Biz, “İsrail’e ihtiyacımız var” derken, İsrail de neye ihtiyacı olduğunu ilan ediyordu:
O ihtiyaç Kürdistan’dı.
Ancak, Kürdistan’a ihtiyacı olan birçok ülkeden biri daha vardı ki o ülkeyi gözlerden kaçırdık.
Bu ülke, birlikte “Sünni bir ordu kurduğumuz, dünyayı hizaya getireceğimizi ilan ettiğimiz, ama bu ordunun hiçbir işe yaramadığı zaman içinde ortaya çıkan Suudi Arabistan’dı.

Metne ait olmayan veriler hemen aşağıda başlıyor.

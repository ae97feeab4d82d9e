// src/config.rs

use dotenvy::dotenv;
use std::env;

#[derive(Debug, Clone)]
pub struct Config {
    /// Postgres connection string. When unset the service runs on the in-memory store.
    pub database_url: Option<String>,
    pub jwt_secret: String,
    /// Token lifetime in seconds.
    pub jwt_expiration: u64,
    pub rust_log: String,
    pub port: u16,
}

impl Config {
    pub fn from_env() -> Self {
        dotenv().ok();

        let database_url = env::var("DATABASE_URL").ok().filter(|url| !url.is_empty());

        let jwt_secret = env::var("JWT_SECRET").expect("JWT_SECRET must be set");

        let jwt_expiration = env::var("JWT_EXPIRATION")
            .ok()
            .and_then(|v| v.parse().ok())
            .unwrap_or(86_400);

        let rust_log = env::var("RUST_LOG").unwrap_or_else(|_| "info".to_string());

        let port = env::var("PORT")
            .ok()
            .and_then(|v| v.parse().ok())
            .unwrap_or(3000);

        Self {
            database_url,
            jwt_secret,
            jwt_expiration,
            rust_log,
            port,
        }
    }
}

Suudi Arabistan hükümetinin danışmanlarından General Enver Macid Eşki ile İsrail Dışişleri Bakanlığı Genel Müdürlüğü koltuğuna oturan Dore Gold, 2014 yılında gizlice bir araya gelmişler ve gerçekleştirdikleri görüşmelerin sonuçları Washington'da yapılan toplantıda dünya kamuoyu ile paylaşılmışlardı.
Suudi General Eşki “Büyük Kürdistan’ın mutlaka kurulması gerektiğini” söylüyor ve ilave ediyordu:
"Bu açıklama bir talep değil, daha ziyade bugünkü gelişmelerle ilgili öngörüm. Zira talep Kürtlerden gelecek. İran, büyük Fars devletini, Türkiye ise Osmanlı İmparatorluğu'nu restore etme peşinde. Diğer yandan da Irak, Kuveyt'i tehdit ediyor. Bu ülkelerin liderleri, mevcut politikalarına devam edeceklerse kaçınılmaz olarak bağımsız Büyük Kürdistan kurulacak ve İran, Türkiye ve Irak'ın planlarını bozacak."
Bir anlamda Suudi hükümetinin de Kürdistan konusundaki görüşünü açıklayan Suudi generalin bu açıklamasından bir yıl sonra Kral Salman’ın ayağına gittik ve İslam ordusunun kurucusu olduk!
Suudiler, “Kürdistan kurulursa, Türklerin planlarını bozarız” diye planlarken, Genelkurmay Başkanımız Kürdistan için yanıp tutuşan Kral’ın ordusu ile ne işe yarayacağı bilinmeyen bir komik askeri ittifak kuruyordu.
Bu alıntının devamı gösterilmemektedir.